Now, I understand that the Puritans are not the point of Halttunen's book--which is why I have hopes for improvement--but I'm not best pleased with her handling of the material.
We shall see.
no subject
Date: 2014-02-18 02:21 am (UTC)People who try and force their narrow-minded views on others through written discourse always annoy me. As for the author in this case, I have no idea how she got the idea that horror got kick started in the eighteenth century. There are old Irish fairy tales that would make anyone shudder.
Hell, even some of the ones Disney prettied up, in their original form, are pretty damn dark and gruesome. Sleeping Beauty didn't wake up to true love's first kiss-she woke up because she was giving birth. Because the prince didn't seem to feel a need to wait for an engaged partner, raped her, and got her pregnant. Happily Ever After was more of a Disney thing than a fairy tale thing. Everyone seems to overlook the fact that the huntsman tries to kill Snow White three times. And at the end of Cinderella, when the two sisters try to win points by standing next to Cinderella, who they had treated like crap, and got their eyeballs plucked out by a couple of birds.
So, yeah...this lady's research is missing a complete side area of horror literature that existed long before the Brother's Grim came along and their version was still pretty gruesome. It wasn't until Disney that things ended with sweetness and light. We won't go into the old Irish Fairy Tales, that's an even darker arena.
Oh, and as to the compassion those Puritans showed to a murderer? Reminds me too much of how predatory pedophiles who rape kids and/or sell and film them for profit get called 'sick' and put in special places for 'treatment'. I've got nothing to say to that type. I would have hated the puritans for that alone.
no subject
Date: 2014-02-18 06:07 pm (UTC)no subject
Date: 2014-02-20 03:18 am (UTC)"Yeah, but that doesn't happen in modern society. Today people get "Sick" and "Evil" mixed up because Evil is such an old school term and it makes people uncomfortable. So predatory pedophiles aren't "Evil", they're "Sick" which means they get treatment instead of jail time and better privileges too. Some of those so-called treatment centers look like the inside of a mall.

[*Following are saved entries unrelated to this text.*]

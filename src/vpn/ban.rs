//! Ban command rendering and publication.

use std::sync::Arc;
use std::time::Duration;

use tracing::info;

use crate::bus::{BusPublisher, Destination};
use crate::common::error::BusError;
use crate::common::messages::{timestamp_now, CommandExecRequest};
use crate::common::types::{Player, ServerAddress};

/// Requestor and source recorded on every ban request.
pub const REQUESTOR: &str = "detect-vpn";

const TOKEN_IP: &str = "{IP}";
const TOKEN_ID: &str = "{ID}";
const TOKEN_MINUTES: &str = "{DURATION:MINUTES}";
const TOKEN_SECONDS: &str = "{DURATION:SECONDS}";
const TOKEN_REASON: &str = "{REASON}";

#[derive(Debug, Clone, PartialEq, Eq)]
pub struct BanPolicy {
    /// Command template, e.g. `ban {IP} {DURATION:MINUTES} {REASON}`.
    pub command: String,
    pub duration: Duration,
    /// Send bans to every server instead of the one the player joined.
    pub broadcast: bool,
}

/// A rendered ban ready to publish.
#[derive(Debug, Clone, PartialEq, Eq)]
pub struct BanRequest {
    pub destination: Destination,
    pub event: CommandExecRequest,
}

impl BanPolicy {
    /// Substitute the template tokens for `player` in one left-to-right pass.
    ///
    /// Substituted values are never rescanned, so a reason containing `{IP}`
    /// is emitted literally.
    pub fn render(&self, player: &Player, reason: &str) -> String {
        let substitutions = [
            (TOKEN_IP, player.ip.clone()),
            (TOKEN_ID, player.id.to_string()),
            (TOKEN_MINUTES, (self.duration.as_secs() / 60).to_string()),
            (TOKEN_SECONDS, self.duration.as_secs().to_string()),
            (TOKEN_REASON, reason.to_string()),
        ];

        let mut rendered = String::with_capacity(self.command.len());
        let mut rest = self.command.as_str();
        'scan: while let Some(ch) = rest.chars().next() {
            if ch == '{' {
                for (token, value) in &substitutions {
                    if let Some(tail) = rest.strip_prefix(token) {
                        rendered.push_str(value);
                        rest = tail;
                        continue 'scan;
                    }
                }
            }
            rendered.push(ch);
            rest = &rest[ch.len_utf8()..];
        }
        rendered
    }

    /// Where a ban for a player on `source` is sent.
    ///
    /// Player ids are only meaningful on their own server, so a template
    /// using `{ID}` is never broadcast.
    pub fn destination(&self, source: &ServerAddress) -> Destination {
        if self.broadcast && !self.command.contains(TOKEN_ID) {
            Destination::Broadcast
        } else {
            Destination::Server(source.clone())
        }
    }

    pub fn request(&self, player: &Player, reason: &str, source: &ServerAddress) -> BanRequest {
        BanRequest {
            destination: self.destination(source),
            event: CommandExecRequest::new(timestamp_now(), REQUESTOR, REQUESTOR, self.render(player, reason)),
        }
    }
}

/// Publishes ban requests built from a [`BanPolicy`].
pub struct BanRequester {
    policy: BanPolicy,
    publisher: Arc<dyn BusPublisher>,
}

impl BanRequester {
    pub fn new(policy: BanPolicy, publisher: Arc<dyn BusPublisher>) -> Self {
        Self { policy, publisher }
    }

    /// Publish one ban for `player`, returning where it was sent.
    pub async fn request_ban(
        &self,
        player: &Player,
        reason: &str,
        source: &ServerAddress,
    ) -> Result<Destination, BusError> {
        let request = self.policy.request(player, reason, source);
        let body = serde_json::to_vec(&request.event)?;
        self.publisher.publish_to(&request.destination, body).await?;

        info!(
            address = %source,
            ip = %player.ip,
            "Requested ban: {}",
            request.event.command
        );
        Ok(request.destination)
    }
}

#[cfg(test)]
mod tests {
    use super::*;
    use crate::common::testing::RecordingPublisher;

    fn policy(command: &str, broadcast: bool) -> BanPolicy {
        BanPolicy {
            command: command.to_string(),
            duration: Duration::from_secs(24 * 60 * 60),
            broadcast,
        }
    }

    fn player() -> Player {
        Player {
            id: 3,
            name: "nameless tee".to_string(),
            ip: "1.2.3.4".to_string(),
            ..Player::default()
        }
    }

    fn source() -> ServerAddress {
        ServerAddress::parse("10.0.0.1:8303").unwrap()
    }

    #[test]
    fn test_render_all_tokens() {
        let policy = policy("ban {IP} {DURATION:MINUTES} {REASON} id={ID} s={DURATION:SECONDS}", false);
        assert_eq!(
            policy.render(&player(), "VPN"),
            "ban 1.2.3.4 1440 VPN id=3 s=86400"
        );
    }

    #[test]
    fn test_render_does_not_rescan_values() {
        let policy = policy("ban {IP} {REASON}", false);
        assert_eq!(policy.render(&player(), "{IP}"), "ban 1.2.3.4 {IP}");
    }

    #[test]
    fn test_render_keeps_unknown_braces() {
        let policy = policy("{x} ban {IP} {", false);
        assert_eq!(policy.render(&player(), "r"), "{x} ban 1.2.3.4 {");
    }

    #[tokio::test]
    async fn test_broadcast_without_id_token() {
        let publisher = RecordingPublisher::new();
        let requester = BanRequester::new(policy("ban {IP} {DURATION:MINUTES} {REASON}", true), publisher.clone());

        let destination = requester.request_ban(&player(), "VPN", &source()).await.unwrap();
        assert_eq!(destination, Destination::Broadcast);

        let published = publisher.take();
        assert_eq!(published.len(), 1);
        assert_eq!(published[0].exchange, "broadcast");
        assert_eq!(published[0].body["command"], "ban 1.2.3.4 1440 VPN");
        assert_eq!(published[0].body["requestor"], REQUESTOR);
        assert_eq!(published[0].body["source"], REQUESTOR);
        assert_eq!(published[0].body["type"], "request:command_exec");
    }

    #[tokio::test]
    async fn test_id_token_always_targets_source() {
        for broadcast in [true, false] {
            let publisher = RecordingPublisher::new();
            let requester = BanRequester::new(policy("ban_id {ID} {DURATION:MINUTES}", broadcast), publisher.clone());

            let destination = requester.request_ban(&player(), "VPN", &source()).await.unwrap();
            assert_eq!(destination, Destination::Server(source()));

            let published = publisher.take();
            assert_eq!(published.len(), 1);
            assert_eq!(published[0].exchange, "");
            assert_eq!(published[0].routing_key, "10.0.0.1:8303");
        }
    }

    #[test]
    fn test_broadcast_off_targets_source() {
        let policy = policy("ban {IP}", false);
        assert_eq!(policy.destination(&source()), Destination::Server(source()));
    }
}
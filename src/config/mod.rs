//! Configuration parsing, environment overrides and validation.

pub mod env;
pub mod links;
pub mod parser;
pub mod types;
pub mod validate;

use std::path::Path;

pub use links::{load_links_file, save_links_file};
pub use parser::load_config;
pub use types::*;
pub use validate::{parse_duration, validate_config};

use crate::common::error::ConfigError;

/// Load the config file, apply environment overrides, then validate.
pub fn load_and_validate(path: impl AsRef<Path>) -> Result<Config, ConfigError> {
    let empty = env::check_empty_env_vars();
    if !empty.is_empty() {
        tracing::warn!("Environment variables set but empty: {}", empty.join(", "));
    }

    let config = env::apply_env_overrides(load_config(path)?)?;
    validate_config(&config)?;
    Ok(config)
}
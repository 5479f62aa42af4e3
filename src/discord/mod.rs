//! Discord bot integration.
//!
//! The core only needs [`ChatSink`] to post into channels. The serenity
//! client and gateway handler live in [`client`].

pub mod client;
pub mod commands;
pub mod markdown;

use async_trait::async_trait;

use crate::common::error::ChatError;
use crate::common::types::{ChannelId, MessageId};

pub use client::{DiscordHandler, SerenityChat};
pub use commands::BotCommands;

#[async_trait]
pub trait ChatSink: Send + Sync {
    async fn send_message(&self, channel: ChannelId, text: &str) -> Result<(), ChatError>;

    async fn send_reply(&self, channel: ChannelId, text: &str, in_reply_to: MessageId) -> Result<(), ChatError>;
}
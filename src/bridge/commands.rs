//! Chat messages from linked channels, forwarded to game servers as commands.

use std::sync::Arc;

use thiserror::Error;
use tokio::sync::{mpsc, watch};
use tracing::{debug, error, info, warn};

use crate::bridge::registry::LinkRegistry;
use crate::bridge::shutdown;
use crate::bus::{BusPublisher, Destination};
use crate::common::error::{BusError, LinkError};
use crate::common::messages::{timestamp_now, CommandExecRequest};
use crate::common::types::{ChannelId, MessageId};
use crate::discord::ChatSink;

/// Capacity of the command queue between the gateway handler and the loop.
pub const COMMAND_QUEUE_DEPTH: usize = 1024;

/// Requestor and source recorded on forwarded chat commands.
pub const REQUESTOR: &str = "discord-moderation";

const TRIM: &[char] = &[' ', '\n', '\r', '\t'];

/// A raw chat message awaiting routing.
#[derive(Debug, Clone, PartialEq, Eq)]
pub struct ChatCommand {
    pub channel: ChannelId,
    pub message_id: MessageId,
    pub content: String,
}

#[derive(Debug, Error)]
pub enum CommandError {
    #[error("{0}")]
    Link(#[from] LinkError),

    #[error("{0}")]
    Bus(#[from] BusError),
}

#[derive(Debug, Clone, PartialEq, Eq, Error)]
pub enum EnqueueError {
    #[error("command queue is full")]
    Full,

    #[error("command queue is closed")]
    Closed,
}

/// How a routed command ended.
#[derive(Debug, Clone, PartialEq, Eq)]
pub enum Routed {
    Published(Destination),
    Empty,
}

pub struct CommandRouter {
    registry: Arc<LinkRegistry>,
    publisher: Arc<dyn BusPublisher>,
}

impl CommandRouter {
    pub fn new(registry: Arc<LinkRegistry>, publisher: Arc<dyn BusPublisher>) -> Self {
        Self { registry, publisher }
    }

    /// Publish `command` to the server linked with its channel.
    pub async fn route(&self, command: &ChatCommand) -> Result<Routed, CommandError> {
        let address = self.registry.address(command.channel)?;

        let text = command.content.trim_matches(TRIM);
        if text.is_empty() {
            debug!(channel = command.channel, "Ignoring empty command");
            return Ok(Routed::Empty);
        }

        info!(channel = command.channel, address = %address, "Forwarding command: {}", text);
        let request = CommandExecRequest::new(timestamp_now(), REQUESTOR, REQUESTOR, text);
        let destination = Destination::Server(address);
        self.publisher
            .publish_to(&destination, serde_json::to_vec(&request).map_err(BusError::from)?)
            .await?;

        Ok(Routed::Published(destination))
    }
}

/// Cloneable, non-blocking sender side of the command queue.
#[derive(Debug, Clone)]
pub struct CommandQueue {
    tx: mpsc::Sender<ChatCommand>,
}

impl CommandQueue {
    pub fn new() -> (Self, mpsc::Receiver<ChatCommand>) {
        let (tx, rx) = mpsc::channel(COMMAND_QUEUE_DEPTH);
        (Self { tx }, rx)
    }

    pub fn enqueue(&self, command: ChatCommand) -> Result<(), EnqueueError> {
        self.tx.try_send(command).map_err(|e| match e {
            mpsc::error::TrySendError::Full(_) => EnqueueError::Full,
            mpsc::error::TrySendError::Closed(_) => EnqueueError::Closed,
        })
    }
}

async fn handle(router: &CommandRouter, chat: &dyn ChatSink, command: ChatCommand) {
    if let Err(e) = router.route(&command).await {
        warn!(channel = command.channel, "Command rejected: {}", e);
        if let Err(send_error) = chat
            .send_reply(command.channel, &e.to_string(), command.message_id)
            .await
        {
            error!(channel = command.channel, "Failed to reply: {}", send_error);
        }
    }
}

/// Route queued commands until shutdown, then drain what was already queued.
pub async fn run_command_loop(
    router: Arc<CommandRouter>,
    chat: Arc<dyn ChatSink>,
    mut commands: mpsc::Receiver<ChatCommand>,
    mut shutdown_rx: watch::Receiver<bool>,
) {
    info!("Command loop started");
    loop {
        tokio::select! {
            biased;
            _ = shutdown::wait_for(&mut shutdown_rx) => {
                info!("Command loop received shutdown signal");
                break;
            }
            command = commands.recv() => match command {
                Some(command) => handle(&router, chat.as_ref(), command).await,
                None => {
                    info!("Command queue closed");
                    return;
                }
            },
        }
    }

    commands.close();
    let mut drained = 0;
    while let Some(command) = commands.recv().await {
        handle(&router, chat.as_ref(), command).await;
        drained += 1;
    }
    info!("Command loop stopped after draining {} commands", drained);
}
//! Common utilities and types shared across the application.

pub mod error;
pub mod messages;
pub mod types;

#[cfg(test)]
pub mod testing;

pub use error::{AppError, Result};
pub use types::{ChannelId, MessageId, Module, Player, ServerAddress};
//! Recording fakes for the bus, chat and store seams.

use std::sync::Arc;

use async_trait::async_trait;
use chrono::{DateTime, Utc};
use futures::stream::{self, BoxStream, StreamExt};
use parking_lot::Mutex;

use crate::bus::{BusPublisher, BusSubscriber, Delivery};
use crate::common::error::{BusError, ChatError, StoreResult};
use crate::common::types::{ChannelId, MessageId};
use crate::discord::ChatSink;
use crate::vpn::{IpRange, RangeStore};

#[derive(Debug, Clone, PartialEq, Eq)]
pub struct Published {
    pub exchange: String,
    pub routing_key: String,
    pub body: serde_json::Value,
}

#[derive(Debug, Default)]
pub struct RecordingPublisher {
    pub published: Mutex<Vec<Published>>,
}

impl RecordingPublisher {
    pub fn new() -> Arc<Self> {
        Arc::new(Self::default())
    }

    pub fn take(&self) -> Vec<Published> {
        std::mem::take(&mut *self.published.lock())
    }
}

#[async_trait]
impl BusPublisher for RecordingPublisher {
    async fn publish(&self, exchange: &str, routing_key: &str, body: Vec<u8>) -> Result<(), BusError> {
        self.published.lock().push(Published {
            exchange: exchange.to_string(),
            routing_key: routing_key.to_string(),
            body: serde_json::from_slice(&body)?,
        });
        Ok(())
    }
}

/// A subscriber that hands out a fixed list of deliveries, then ends the stream.
pub struct ScriptedSubscriber {
    deliveries: Mutex<Vec<Delivery>>,
}

impl ScriptedSubscriber {
    pub fn new(bodies: Vec<&str>) -> Self {
        Self {
            deliveries: Mutex::new(
                bodies
                    .into_iter()
                    .map(|body| Delivery {
                        body: body.as_bytes().to_vec(),
                        kind: None,
                    })
                    .collect(),
            ),
        }
    }
}

#[async_trait]
impl BusSubscriber for ScriptedSubscriber {
    async fn consume(&self, _queue: &str) -> Result<BoxStream<'static, Result<Delivery, BusError>>, BusError> {
        let deliveries = std::mem::take(&mut *self.deliveries.lock());
        Ok(stream::iter(deliveries.into_iter().map(Ok)).boxed())
    }
}

#[derive(Debug, Clone, PartialEq, Eq)]
pub struct Sent {
    pub channel: ChannelId,
    pub text: String,
    pub in_reply_to: Option<MessageId>,
}

#[derive(Debug, Default)]
pub struct RecordingChat {
    pub sent: Mutex<Vec<Sent>>,
}

impl RecordingChat {
    pub fn new() -> Arc<Self> {
        Arc::new(Self::default())
    }

    pub fn take(&self) -> Vec<Sent> {
        std::mem::take(&mut *self.sent.lock())
    }
}

#[async_trait]
impl ChatSink for RecordingChat {
    async fn send_message(&self, channel: ChannelId, text: &str) -> Result<(), ChatError> {
        self.sent.lock().push(Sent {
            channel,
            text: text.to_string(),
            in_reply_to: None,
        });
        Ok(())
    }

    async fn send_reply(&self, channel: ChannelId, text: &str, in_reply_to: MessageId) -> Result<(), ChatError> {
        self.sent.lock().push(Sent {
            channel,
            text: text.to_string(),
            in_reply_to: Some(in_reply_to),
        });
        Ok(())
    }
}

/// Wraps a store and counts mutating calls.
pub struct CountingStore<S> {
    pub inner: S,
    pub inserts: Mutex<usize>,
    pub removes: Mutex<usize>,
}

impl<S> CountingStore<S> {
    pub fn new(inner: S) -> Self {
        Self {
            inner,
            inserts: Mutex::new(0),
            removes: Mutex::new(0),
        }
    }

    pub fn inserts(&self) -> usize {
        *self.inserts.lock()
    }

    pub fn removes(&self) -> usize {
        *self.removes.lock()
    }
}

#[async_trait]
impl<S: RangeStore> RangeStore for CountingStore<S> {
    async fn find(&self, ip: &str) -> StoreResult<Option<String>> {
        self.inner.find(ip).await
    }

    async fn insert(&self, range: &IpRange, reason: &str) -> StoreResult<()> {
        *self.inserts.lock() += 1;
        self.inner.insert(range, reason).await
    }

    async fn remove(&self, range: &IpRange) -> StoreResult<()> {
        *self.removes.lock() += 1;
        self.inner.remove(range).await
    }

    async fn last_modified(&self, path: &str) -> StoreResult<Option<DateTime<Utc>>> {
        self.inner.last_modified(path).await
    }

    async fn set_last_modified(&self, path: &str, modified: DateTime<Utc>) -> StoreResult<()> {
        self.inner.set_last_modified(path, modified).await
    }

    async fn close(&self) -> StoreResult<()> {
        self.inner.close().await
    }
}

So if you ask me right now, the situation is reversed. You don't hear politicians railing about child protection, and as a result? Home made bombs built in hell are walking into our schools and malls and killing whoever is in their line of sight and half the time, themselves. So now the predators and politicians are reading the sermon over us while silently laughing in our faces, and you know who's wearing the noose? The human race.
The death penalty wouldn't work the way I'd want it to, because unlike TV show depictions, guys sent on Death Row tend to stay there for life. Lawyers make a lot of money and face time off of "Pro Bono" work on appealing them. If that weren't so, and if there weren't a lot of innocent people who got put on death row only later to be exonerated by DNA evidence, I'd be all for it, but that's just not the reality.
I prefer the more recent addition of seize and forfeiture laws in regards to child pornography (see Daily News article) Unfortunately, this world runs on cash and only when we hit those who would profiteer from the rape of children in their pocketbook will we get them, and organized crime in general to look elsewhere for illegal profits.
Child protection and the laws being made, and in some cases, finally unmade (New York only closed the incest loophole back in 2005) are my lifetime cause and the only thing I'll spend my whole life fighting for. Imagine a Puritan getting that? I doubt it, since marrying a 13 or 14 year old off to your 50 year old friend was common as grass back then."